On 11th December, I successfully defended my PhD dissertation entitled "Designing for Intelligibility and Control in Ubiquitous Computing Environments". Thanks to my advisors Prof. Dr Karin Coninx and Prof. Dr Kris Luyten, and everyone at the EDM HCI group!

Poster Accepted to ITS 2014

September 2014

Our poster "Overcoming Interaction Barriers in Large Public Displays Using Personal Devices" has been accepted to the ITS 2014 conference.

Article in IEEE Computer

August 2014

Our article "The Dark Patterns of Proxemic Sensing" will appear in Volume 47, Number 8 of IEEE Computer.

Paper accepted to Ubicomp 2014

June 2014

Our paper "From Today's Augmented Houses to Tomorrow's Smart Homes: New Directions for Home Automation Research" has been accepted to the Ubicomp 2014 conference.

Best Paper Award for Dark Patterns Paper at DIS 2014

May 2014

Our paper "Dark Patterns in Proxemic Interactions: A Critical Perspective" has received the "Best Paper Award" (top 1% of submissions) at the DIS 2014 conference.

Position paper accepted to the DIS 2014 workshop on Social NUI

April 2014

Our position paper "Addressing Challenges in Crowded Proxemics-Aware Installations" has been accepted to the DIS 2014 Workshop on SocialNUI: Social Perspectives in Natural User Interfaces.
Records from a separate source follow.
//! Application configuration loaded from environment variables.

use std::env;

use postboard_infra::DatabaseConfig;

/// Application configuration.
#[derive(Debug, Clone)]
pub struct AppConfig {
    pub host: String,
    pub port: u16,
    pub database: Option<DatabaseConfig>,
    /// Insert the sample posts into an empty store at startup.
    pub seed_sample_posts: bool,
}

impl AppConfig {
    /// Load configuration from environment variables.
    pub fn from_env() -> Self {
        let database = env::var("DATABASE_URL").ok().map(|url| DatabaseConfig {
            url,
            max_connections: env::var("DB_MAX_CONNECTIONS")
                .ok()
                .and_then(|s| s.parse().ok())
                .unwrap_or(100),
            min_connections: env::var("DB_MIN_CONNECTIONS")
                .ok()
                .and_then(|s| s.parse().ok())
                .unwrap_or(10),
        });

        Self {
            host: env::var("HOST").unwrap_or_else(|_| "127.0.0.1".to_string()),
            port: env::var("PORT")
                .ok()
                .and_then(|p| p.parse().ok())
                .unwrap_or(8080),
            database,
            seed_sample_posts: env::var("SEED_SAMPLE_POSTS")
                .map(|v| v != "false" && v != "0")
                .unwrap_or(true),
        }
    }
}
Looking forward to an exciting workshop!

Paper accepted to DIS 2014 Provocations and Works-in-Progress

April 2014

Students who participated in our "Current Trends in HCI" course (Dutch: "Actuele trends in HCI"), worked on a research project as part of the course and were guided in writing up the results as a paper submission. Congratulations to Yannick Bernaerts, Matthias Druwé and Sebastiaan Steensels who got their paper on "The Office Smartwatch" accepted to the DIS 2014 Provocations and Works-in-Progress track!

Two papers accepted to DIS 2014

March 2014

Our note "The Design of Slow-Motion Feedback" and full paper "Dark Patterns in Proxemic Interactions: A Critical Perspective" have been accepted to the DIS 2014 conference.

Demo accepted to CHI 2014 Interactivity

January 2014

Our installation "Game of Tones" has been accepted to the CHI 2014 Interactivity track. It is a fun way to learn to play piano songs, which was developed by Linsey Raymaekers for her Bachelor's thesis. An earlier iteration (called "The Augmented Piano") was among the winners of the NUMA 2013 awards, and received some press coverage (in Dutch).

Dagstuhl seminar on Proxemics in Human-Computer Interaction

November 2013

I participated in Dagstuhl seminar #13452 on Proxemic Interactions. More information on the outcome of this seminar can be found in the Dagstuhl report.

Attended CHI 2013 to present our paper on feedforward

April 2013

I attended CHI 2013 in Paris to present our paper "Crossing the Bridge over Norman's Gulf of Execution: Revealing Feedforward's True Identity", for which we received a "Best Paper Honorable Mention Award".